How does the model determine which tool to use?

#### Answer
 - When tools are bound to a model (as seen in the line model = model.bind_tools(tool_belt)), the LLM receives information about each tool's name, description, and required parameters.
 - The model analyzes the user's query to understand what information is needed or what task needs to be performed.
 - Based on this understanding, the model decides which tool would be most appropriate to use by selecting from the available tools in its context.
 - In the function calling framework (like OpenAI's), the model outputs a structured format specifying which tool to call and with what parameters.

## Task 4: Putting the State in Stateful

Earlier we used this phrasing:

`coordinated multi-actor and stateful applications`

So what does that "stateful" mean?

To put it simply - we want to have some kind of object which we can pass around our application that holds information about what the current situation (state) is. Since our system will be constructed of many parts moving in a coordinated fashion - we want to be able to ensure we have some commonly understood idea of that state.

LangGraph leverages a `StatefulGraph` which uses an `AgentState` object to pass information between the various nodes of the graph.

There are more options than what we'll see below - but this `AgentState` object is one that is stored in a `TypedDict` with the key `messages` and the value is a `Sequence` of `BaseMessages` that will be appended to whenever the state changes.

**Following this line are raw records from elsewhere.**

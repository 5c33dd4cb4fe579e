mod dataset;
pub mod registry;

pub use dataset::{
    shared, AnnotatedDataset, AttributedDataset, ConcatConfig, ConcatDataset, DatasetMeta,
    ItemAccess, RepeatDataset, SerializedItems, SharedDataset,
};
pub use registry::{DatasetRegistry, DatasetSpec};
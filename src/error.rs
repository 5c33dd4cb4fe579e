use std::path::PathBuf;

pub type Result<T> = std::result::Result<T, Error>;

#[derive(Debug, thiserror::Error)]
pub enum Error {
    #[error("cannot concatenate an empty list of datasets")]
    EmptyConcat,

    #[error("repeat count must be at least 1, got {times}")]
    InvalidRepeatTimes { times: usize },

    #[error("repeating {len} items {times} times overflows")]
    RepeatOverflow { len: usize, times: usize },

    #[error("index {index} is out of range for dataset of length {len}")]
    IndexOutOfRange { index: usize, len: usize },

    /// Children must agree on whether an optional attribute is exposed.
    #[error("dataset {position} disagrees with dataset 0 on exposing `{attribute}` (dataset 0: {expected}, dataset {position}: {found})")]
    InconsistentAttribute {
        attribute: &'static str,
        position: usize,
        expected: bool,
        found: bool,
    },

    #[error("dataset {position} has {found} aspect ratios for {len} items")]
    AspectRatioLength {
        position: usize,
        found: usize,
        len: usize,
    },

    #[error("dataset {position} returned no item at index {index} while materializing")]
    MissingItem { position: usize, index: usize },

    #[error("failed to serialize item {index}: {source}")]
    Serialize {
        index: usize,
        #[source]
        source: serde_json::Error,
    },

    /// The item decodes, but not back to the value that was encoded.
    #[error("item {index} does not survive serialization unchanged")]
    RoundTrip { index: usize },

    #[error("failed to decode item {index}: {source}")]
    Decode {
        index: usize,
        #[source]
        source: serde_json::Error,
    },

    #[error("unknown dataset type `{0}`")]
    UnknownDataset(String),

    #[error("dataset type `{0}` is already registered")]
    DuplicateDataset(String),

    #[error("invalid config for `{name}`: {source}")]
    Config {
        name: String,
        #[source]
        source: serde_json::Error,
    },

    #[error("io error at {path}: {source}")]
    Io {
        path: PathBuf,
        #[source]
        source: std::io::Error,
    },
}
use super::{check_ratio_len, AttributedDataset, DatasetMeta, SharedDataset};
use crate::error::{Error, Result};
use burn::data::dataset::Dataset;

/// Presents one dataset as if it were repeated `times` times.
///
/// Index `k * n + j` maps to item `j` of the underlying dataset of length
/// `n`. Useful when a dataset is small and per-epoch loader startup
/// dominates.
pub struct RepeatDataset<I> {
    dataset: SharedDataset<I>,
    times: usize,
    original_len: usize,
    len: usize,
    aspect_ratios: Option<Vec<f32>>,
}

impl<I> RepeatDataset<I> {
    pub fn new(dataset: SharedDataset<I>, times: usize) -> Result<Self> {
        if times == 0 {
            return Err(Error::InvalidRepeatTimes { times });
        }

        let original_len = dataset.len();
        let overflow = || Error::RepeatOverflow {
            len: original_len,
            times,
        };
        let len = original_len.checked_mul(times).ok_or_else(overflow)?;

        let aspect_ratios = match dataset.aspect_ratios() {
            Some(ratios) => {
                check_ratio_len(0, ratios, original_len)?;
                // Tiled ratios must also fit in one allocation.
                if len > isize::MAX as usize / std::mem::size_of::<f32>() {
                    return Err(overflow());
                }
                Some(ratios.repeat(times))
            }
            None => None,
        };

        tracing::debug!(
            "RepeatDataset: {} items repeated {} times",
            original_len,
            times
        );

        Ok(Self {
            dataset,
            times,
            original_len,
            len,
            aspect_ratios,
        })
    }

    pub fn times(&self) -> usize {
        self.times
    }

    /// Length of the underlying dataset.
    pub fn original_len(&self) -> usize {
        self.original_len
    }

    pub fn inner(&self) -> &SharedDataset<I> {
        &self.dataset
    }

    pub fn try_get(&self, index: usize) -> Result<I> {
        let len = self.len();
        if index >= len {
            return Err(Error::IndexOutOfRange { index, len });
        }

        let local = index % self.original_len;
        self.dataset.get(local).ok_or(Error::MissingItem {
            position: 0,
            index: local,
        })
    }
}

impl<I> Dataset<I> for RepeatDataset<I> {
    fn get(&self, index: usize) -> Option<I> {
        if index >= self.len() {
            return None;
        }
        self.dataset.get(index % self.original_len)
    }

    fn len(&self) -> usize {
        self.len
    }
}

impl<I> AttributedDataset<I> for RepeatDataset<I> {
    fn aspect_ratios(&self) -> Option<&[f32]> {
        self.aspect_ratios.as_deref()
    }

    // Metadata describes the data, not how often it is replayed.
    fn meta(&self) -> Option<&DatasetMeta> {
        self.dataset.meta()
    }
}

#[cfg(test)]
mod tests {
    use super::*;
    use crate::data::dataset::tests::{letters, letters_with_ratios, meta};
    use crate::data::dataset::{shared, AnnotatedDataset, ConcatDataset};
    use serde_json::json;

    #[test]
    fn test_repeat_three_items_twice() {
        let dataset = RepeatDataset::new(letters(&["A", "B", "C"]), 2).unwrap();

        assert_eq!(dataset.len(), 6);
        assert_eq!(dataset.get(4).as_deref(), Some("B"));
        assert_eq!(dataset.get(6), None);
    }

    #[test]
    fn test_every_index_wraps() {
        let underlying = letters(&["A", "B", "C", "D"]);
        for times in 1..5 {
            let dataset = RepeatDataset::new(underlying.clone(), times).unwrap();
            assert_eq!(dataset.len(), times * underlying.len());

            for k in 0..times {
                for j in 0..underlying.len() {
                    assert_eq!(dataset.get(k * underlying.len() + j), underlying.get(j));
                }
            }
        }
    }

    #[test]
    fn test_aspect_ratios_tiled() {
        let dataset =
            RepeatDataset::new(letters_with_ratios(&["A", "B"], &[0.5, 2.0]), 3).unwrap();
        let ratios = dataset.aspect_ratios().unwrap();

        assert_eq!(ratios, &[0.5, 2.0, 0.5, 2.0, 0.5, 2.0]);
        for index in 0..dataset.len() {
            assert_eq!(ratios[index], [0.5, 2.0][index % 2]);
        }
    }

    #[test]
    fn test_no_aspect_ratios_when_absent() {
        let dataset = RepeatDataset::new(letters(&["A"]), 3).unwrap();
        assert!(dataset.aspect_ratios().is_none());
    }

    #[test]
    fn test_zero_times_is_rejected() {
        assert!(matches!(
            RepeatDataset::new(letters(&["A"]), 0),
            Err(Error::InvalidRepeatTimes { times: 0 })
        ));
    }

    #[test]
    fn test_empty_underlying_has_no_valid_index() {
        let dataset = RepeatDataset::new(letters(&[]), 5).unwrap();

        assert_eq!(dataset.len(), 0);
        assert!(dataset.is_empty());
        assert_eq!(dataset.get(0), None);
        assert!(matches!(
            dataset.try_get(0),
            Err(Error::IndexOutOfRange { index: 0, len: 0 })
        ));
    }

    #[test]
    fn test_meta_passes_through() {
        let underlying: SharedDataset<u8> =
            shared(AnnotatedDataset::from_items(vec![7]).with_meta(meta(&[("name", json!("voc"))])));
        let dataset = RepeatDataset::new(underlying, 2).unwrap();

        assert_eq!(dataset.meta().unwrap()["name"], json!("voc"));
        assert_eq!(dataset.try_get(1).unwrap(), 7);
    }

    #[test]
    fn test_repeat_of_concat() {
        let concat: SharedDataset<String> =
            shared(ConcatDataset::new(vec![letters(&["A"]), letters(&["B", "C"])]).unwrap());
        let dataset = RepeatDataset::new(concat, 2).unwrap();

        let items = dataset.iter().collect::<Vec<_>>();
        assert_eq!(items, ["A", "B", "C", "A", "B", "C"]);
        assert_eq!(dataset.original_len(), 3);
        assert_eq!(dataset.times(), 2);
    }

    #[test]
    fn test_overflowing_length_is_rejected() {
        assert!(matches!(
            RepeatDataset::new(letters(&["A", "B"]), usize::MAX),
            Err(Error::RepeatOverflow {
                len: 2,
                times: usize::MAX
            })
        ));

        // Fits in `usize`, but the tiled ratios would not fit in memory.
        let times = usize::MAX / 4;
        assert!(matches!(
            RepeatDataset::new(letters_with_ratios(&["A", "B"], &[1.0, 2.0]), times),
            Err(Error::RepeatOverflow { len: 2, .. })
        ));
        let plain = RepeatDataset::new(letters(&["A", "B"]), times).unwrap();
        assert_eq!(plain.len(), times * 2);
        assert_eq!(plain.get(times * 2 - 1).as_deref(), Some("B"));
    }

    #[test]
    fn test_empty_underlying_never_overflows() {
        let dataset = RepeatDataset::new(letters(&[]), usize::MAX).unwrap();
        assert_eq!(dataset.len(), 0);
        assert_eq!(dataset.get(0), None);
    }
}
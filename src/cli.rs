pub use clap::{Parser, Subcommand};
use std::path::PathBuf;

#[derive(Parser)]
#[command(author, version, about, long_about = None)]
pub struct Cli {
    #[command(subcommand)]
    pub command: Commands,
}

#[derive(Subcommand)]
pub enum Commands {
    /// Build a dataset tree and summarize it
    Inspect {
        /// JSON file describing the dataset tree
        #[arg(short, long)]
        config: PathBuf,
    },

    /// Print items of a dataset tree as JSON
    Get {
        /// JSON file describing the dataset tree
        #[arg(short, long)]
        config: PathBuf,

        /// Global indices to fetch
        #[arg(required = true)]
        indices: Vec<usize>,
    },

    /// List the dataset types a config may use
    Types,
}
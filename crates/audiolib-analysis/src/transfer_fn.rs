//! Transfer function measurement

use crate::error::{Bound, Error, Result, check_sample_rate};
use crate::ir::{ImpulseResponse, ir_from_spectrum};
use crate::spectrum::{cross_spectra, rfft_frequencies};
use rustfft::num_complex::Complex;
use std::f64::consts::PI;

/// Complex frequency response of a system, one-sided.
#[derive(Debug, Clone, PartialEq)]
pub struct TransferFunction {
    /// Frequency bins (Hz)
    pub frequencies: Vec<f64>,
    /// Complex response `H(f)`
    pub response: Vec<Complex<f64>>,
    /// Coherence (0-1, measure of linearity)
    pub coherence: Vec<f64>,
    /// Transform length the bins were computed with
    pub fft_len: usize,
}

/// Phase of one harmonic read from its own unwrapped segment.
#[derive(Debug, Clone, Copy, PartialEq)]
pub struct HarmonicPhase {
    /// Requested harmonic frequency in Hz.
    pub frequency_hz: f64,
    /// Bin the phase was read from.
    pub bin: usize,
    /// Unwrapped phase in degrees.
    pub phase_deg: f64,
}

impl TransferFunction {
    /// Measure the transfer function `H = Pxy / Pxx` between an input and
    /// the system's output.
    ///
    /// Spectra are Welch-averaged over half-overlapping Hann segments of
    /// `fft_len` samples.
    ///
    /// # Arguments
    /// * `input` - Input signal (reference)
    /// * `output` - Output signal (system response)
    /// * `sample_rate` - Sample rate in Hz
    /// * `fft_len` - Segment and transform length
    pub fn measure(
        input: &[f64],
        output: &[f64],
        sample_rate: f64,
        fft_len: usize,
    ) -> Result<Self> {
        check_sample_rate(sample_rate)?;
        let spectra = cross_spectra(input, output, fft_len)?;

        let mut response = Vec::with_capacity(spectra.pxx.len());
        let mut coherence = Vec::with_capacity(spectra.pxx.len());

        for ((&pxx, &pyy), &pxy) in spectra.pxx.iter().zip(&spectra.pyy).zip(&spectra.pxy) {
            if pxx > 0.0 {
                response.push(pxy / pxx);
                let denom = pxx * pyy;
                coherence.push(if denom > 0.0 {
                    (pxy.norm_sqr() / denom).min(1.0)
                } else {
                    0.0
                });
            } else {
                response.push(Complex::new(0.0, 0.0));
                coherence.push(0.0);
            }
        }

        Ok(Self {
            frequencies: rfft_frequencies(spectra.block_len, sample_rate),
            response,
            coherence,
            fft_len: spectra.block_len,
        })
    }

    /// Wrap an already computed complex response.
    ///
    /// Coherence is unknown and set to 1.
    pub fn from_spectrum(
        frequencies: Vec<f64>,
        response: Vec<Complex<f64>>,
        fft_len: usize,
    ) -> Result<Self> {
        if frequencies.len() != response.len() {
            return Err(Error::shape("response", frequencies.len(), response.len()));
        }
        let coherence = vec![1.0; response.len()];
        Ok(Self {
            frequencies,
            response,
            coherence,
            fft_len,
        })
    }

    /// Linear magnitude `|H|`.
    pub fn magnitude(&self) -> Vec<f64> {
        self.response.iter().map(|h| h.norm()).collect()
    }

    /// Magnitude in dB (floored at -240 dB).
    pub fn magnitude_db(&self) -> Vec<f64> {
        crate::fft::magnitude_db(&self.response)
    }

    /// Wrapped phase in radians.
    pub fn phase_rad(&self) -> Vec<f64> {
        self.response.iter().map(|h| h.arg()).collect()
    }

    /// Wrapped phase in degrees.
    pub fn phase_deg(&self) -> Vec<f64> {
        self.response.iter().map(|h| h.arg().to_degrees()).collect()
    }

    /// Phase in degrees, unwrapped across the whole band.
    pub fn unwrapped_phase_deg(&self) -> Vec<f64> {
        unwrap_phase(&self.phase_rad())
            .into_iter()
            .map(f64::to_degrees)
            .collect()
    }

    /// Read the phase of each harmonic from its own bin range.
    ///
    /// `limits[i]` is the inclusive `(start, end)` bin range for
    /// `harmonics_hz[i]`. Phase is unwrapped within that range only, then
    /// sampled at the bin nearest the harmonic (clamped into the range).
    pub fn harmonic_phases(
        &self,
        harmonics_hz: &[f64],
        limits: &[(usize, usize)],
    ) -> Result<Vec<HarmonicPhase>> {
        if limits.len() != harmonics_hz.len() {
            return Err(Error::shape("phase limits", harmonics_hz.len(), limits.len()));
        }
        let last_bin = self.response.len().checked_sub(1).ok_or_else(|| {
            Error::InvalidArgument("transfer function has no bins".to_string())
        })?;
        let phase = self.phase_rad();

        harmonics_hz
            .iter()
            .zip(limits)
            .map(|(&frequency_hz, &(start, end))| {
                if start > end {
                    return Err(Error::OutOfRange {
                        bound: Bound::Start,
                        value: start as f64,
                        limit: end as f64,
                    });
                }
                if end > last_bin {
                    return Err(Error::OutOfRange {
                        bound: Bound::End,
                        value: end as f64,
                        limit: last_bin as f64,
                    });
                }

                let bin = self.nearest_bin(frequency_hz).clamp(start, end);
                let segment = unwrap_phase(&phase[start..=end]);
                Ok(HarmonicPhase {
                    frequency_hz,
                    bin,
                    phase_deg: segment[bin - start].to_degrees(),
                })
            })
            .collect()
    }

    /// Bin whose frequency is closest to `freq_hz`.
    pub fn nearest_bin(&self, freq_hz: f64) -> usize {
        self.frequencies
            .iter()
            .enumerate()
            .min_by(|(_, a), (_, b)| (*a - freq_hz).abs().total_cmp(&(*b - freq_hz).abs()))
            .map_or(0, |(i, _)| i)
    }

    /// Centered impulse response of this transfer function.
    pub fn to_impulse_response(&self, sample_rate: f64) -> Result<ImpulseResponse> {
        ir_from_spectrum(&self.frequencies, &self.response, sample_rate, self.fft_len)
    }
}

/// Unwrap phase (remove 2*PI discontinuities)
pub fn unwrap_phase(phase: &[f64]) -> Vec<f64> {
    if phase.is_empty() {
        return Vec::new();
    }

    let mut unwrapped = Vec::with_capacity(phase.len());
    unwrapped.push(phase[0]);

    let two_pi = 2.0 * PI;
    let mut correction = 0.0;

    for i in 1..phase.len() {
        let diff = phase[i] - phase[i - 1];

        if diff > PI {
            correction -= two_pi;
        } else if diff < -PI {
            correction += two_pi;
        }

        unwrapped.push(phase[i] + correction);
    }

    unwrapped
}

Let's think about a simple example to help understand exactly what this means (we'll simplify a great deal to try and clearly communicate what state is doing):

1. We initialize our state object:
  - `{"messages" : []}`
2. Our user submits a query to our application.
  - New State: `HumanMessage(#1)`
  - `{"messages" : [HumanMessage(#1)}`
3. We pass our state object to an Agent node which is able to read the current state. It will use the last `HumanMessage` as input. It gets some kind of output which it will add to the state.
  - New State: `AgentMessage(#1, additional_kwargs {"function_call" : "WebSearchTool"})`
  - `{"messages" : [HumanMessage(#1), AgentMessage(#1, ...)]}`
4. We pass our state object to a "conditional node" (more on this later) which reads the last state to determine if we need to use a tool - which it can determine properly because of our provided object!

In [8]:
from typing import TypedDict, Annotated
from langgraph.graph.message import add_messages
import operator
from langchain_core.messages import BaseMessage

class AgentState(TypedDict):
  messages: Annotated[list, add_messages]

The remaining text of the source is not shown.